The Brotherhood of Saints Cyril and Methodius (Кирило-Мефодіївське братство; Кирилло-Мефодиевское братство) was a short-lived secret political society that existed in Kiev (now Kyiv, Ukraine), at the time a part of the Russian Empire.

The organization predated the Spring of Nations in Eastern Europe just by few years. Founded in December 1845 or in January 1846, the society sought to revive the ideals of the traditional Ukrainian brotherhoods and envisioned a Ukrainian national revival, including national autonomy within a free and equal Slavic federation. It was quickly suppressed by the government in March 1847 with most of the members punished by internal exile or imprisonment.

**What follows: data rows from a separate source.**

use std::{
    path::{Path, PathBuf},
    sync::{
        mpsc::{self, Receiver, Sender, TryRecvError},
        Arc, Mutex,
    },
    thread::{self, JoinHandle},
};

use anyhow::{anyhow, Context, Result};
use log::{debug, error, info};
use rusqlite::Connection;
use tokio::sync::oneshot;

use super::migrations::run_migrations;
use super::repositories::write_samples;
use crate::models::TelemetrySample;

type Task = Box<dyn FnOnce(&mut Connection) + Send + 'static>;

struct TelemetryJob {
    samples: Vec<TelemetrySample>,
    reply: oneshot::Sender<Result<()>>,
}

enum Job {
    Run(Task),
    /// Telemetry batches queued back to back share one transaction.
    Telemetry(TelemetryJob),
}

/// Owns the connection on the worker thread. Exits when every sender is gone.
struct Worker {
    conn: Connection,
    jobs: Receiver<Job>,
}

impl Worker {
    fn open(path: &Path) -> Result<Connection> {
        let mut conn = Connection::open(path).context("failed to open SQLite database")?;
        if let Err(err) = conn.pragma_update(None, "journal_mode", "WAL") {
            error!("Failed to enable WAL mode: {err}");
        }
        conn.pragma_update(None, "foreign_keys", "ON")
            .context("failed to enable foreign keys")?;
        run_migrations(&mut conn).context("failed to run database migrations")?;
        Ok(conn)
    }

    fn run(mut self) {
        let mut next = self.jobs.recv().ok();
        while let Some(job) = next.take() {
            next = match job {
                Job::Run(task) => {
                    task(&mut self.conn);
                    self.jobs.recv().ok()
                }
                Job::Telemetry(first) => self.append_telemetry(first),
            };
        }
        info!("Survey database worker stopped");
    }

    /// Writes `first` plus any telemetry already waiting behind it, then
    /// returns the next job to run.
    fn append_telemetry(&mut self, first: TelemetryJob) -> Option<Job> {
        let mut jobs = vec![first];
        let mut carried = None;
        let mut closed = false;
        loop {
            match self.jobs.try_recv() {
                Ok(Job::Telemetry(job)) => jobs.push(job),
                Ok(other) => {
                    carried = Some(other);
                    break;
                }
                Err(TryRecvError::Empty) => break,
                Err(TryRecvError::Disconnected) => {
                    closed = true;
                    break;
                }
            }
        }

        let batches: Vec<&[TelemetrySample]> =
            jobs.iter().map(|job| job.samples.as_slice()).collect();
        match self.write_telemetry(&batches) {
            Ok(count) => {
                debug!("Wrote {count} telemetry samples in {} batches", jobs.len());
                for job in jobs {
                    let _ = job.reply.send(Ok(()));
                }
            }
            Err(err) => {
                let message = format!("{err:#}");
                for job in jobs {
                    let _ = job.reply.send(Err(anyhow!("telemetry write failed: {message}")));
                }
            }
        }

        if carried.is_some() || closed {
            carried
        } else {
            self.jobs.recv().ok()
        }
    }

    fn write_telemetry(&mut self, batches: &[&[TelemetrySample]]) -> Result<usize> {
        let tx = self.conn.transaction()?;
        let mut count = 0;
        for samples in batches {
            write_samples(&tx, samples)?;
            count += samples.len();
        }
        tx.commit()?;
        Ok(count)
    }
}

struct DatabaseInner {
    jobs: Option<Sender<Job>>,
    worker: Mutex<Option<JoinHandle<()>>>,
}

impl Drop for DatabaseInner {
    fn drop(&mut self) {
        // closing the channel stops the worker
        self.jobs.take();
        let handle = match self.worker.lock() {
            Ok(mut guard) => guard.take(),
            Err(poisoned) => poisoned.into_inner().take(),
        };
        if let Some(handle) = handle {
            if handle.join().is_err() {
                error!("Survey database worker panicked");
            }
        }
    }
}

/// SQLite survey store. The connection lives on one worker thread; async
/// callers queue jobs and await the reply, so storage I/O never runs on the
/// runtime.
#[derive(Clone)]
pub struct Database {
    inner: Arc<DatabaseInner>,
    db_path: Arc<PathBuf>,
}

impl Database {
    pub fn new(db_path: PathBuf) -> Result<Self> {
        if let Some(parent) = db_path.parent() {
            std::fs::create_dir_all(parent).with_context(|| {
                format!("failed to create database directory {}", parent.display())
            })?;
        }

        let (jobs_tx, jobs_rx) = mpsc::channel();
        let (ready_tx, ready_rx) = mpsc::channel();
        let path = db_path.clone();

        let worker = thread::Builder::new()
            .name("pavewatch-db".into())
            .spawn(move || match Worker::open(&path) {
                Ok(conn) => {
                    if ready_tx.send(Ok(())).is_ok() {
                        Worker { conn, jobs: jobs_rx }.run();
                    }
                }
                Err(err) => {
                    let _ = ready_tx.send(Err(err));
                }
            })
            .context("failed to spawn database worker thread")?;

        ready_rx
            .recv()
            .context("database worker exited before it was ready")??;
        info!("Survey database ready at {}", db_path.display());

        Ok(Self {
            inner: Arc::new(DatabaseInner {
                jobs: Some(jobs_tx),
                worker: Mutex::new(Some(worker)),
            }),
            db_path: Arc::new(db_path),
        })
    }

    pub fn path(&self) -> &Path {
        self.db_path.as_path()
    }

    fn submit(&self, job: Job) -> Result<()> {
        let jobs = self
            .inner
            .jobs
            .as_ref()
            .ok_or_else(|| anyhow!("survey database is closed"))?;
        jobs.send(job)
            .map_err(|_| anyhow!("survey database worker is gone"))
    }

    /// Runs `task` against the connection on the worker thread.
    pub async fn execute<F, T>(&self, task: F) -> Result<T>
    where
        F: FnOnce(&mut Connection) -> Result<T> + Send + 'static,
        T: Send + 'static,
    {
        let (reply_tx, reply_rx) = oneshot::channel();
        self.submit(Job::Run(Box::new(move |conn| {
            let _ = reply_tx.send(task(conn));
        })))?;
        reply_rx
            .await
            .map_err(|_| anyhow!("survey database worker dropped the request"))?
    }

    /// Queues a telemetry batch. Batches that pile up behind each other are
    /// committed together; a failed commit fails every batch in it.
    pub async fn append_telemetry(&self, samples: Vec<TelemetrySample>) -> Result<()> {
        if samples.is_empty() {
            return Ok(());
        }
        let (reply, reply_rx) = oneshot::channel();
        self.submit(Job::Telemetry(TelemetryJob { samples, reply }))?;
        reply_rx
            .await
            .map_err(|_| anyhow!("survey database worker dropped the request"))?
    }
}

The goals of the society were liberalisation of the political and social system of the Imperial Russia in accordance with the members Christian principles and the Slavophile views that gained popularity among the country's liberal intelligentsia. Created under the initiative of Mykola Kostomarov (1818-1885), an historian of Russia and Ukraine, the society was named after Saints Cyril and Methodius, widely regarded as heroes for the Slavic nations celebrated for spreading Christianity and inventing the Cyrillic alphabet used by multiple Slavic languages.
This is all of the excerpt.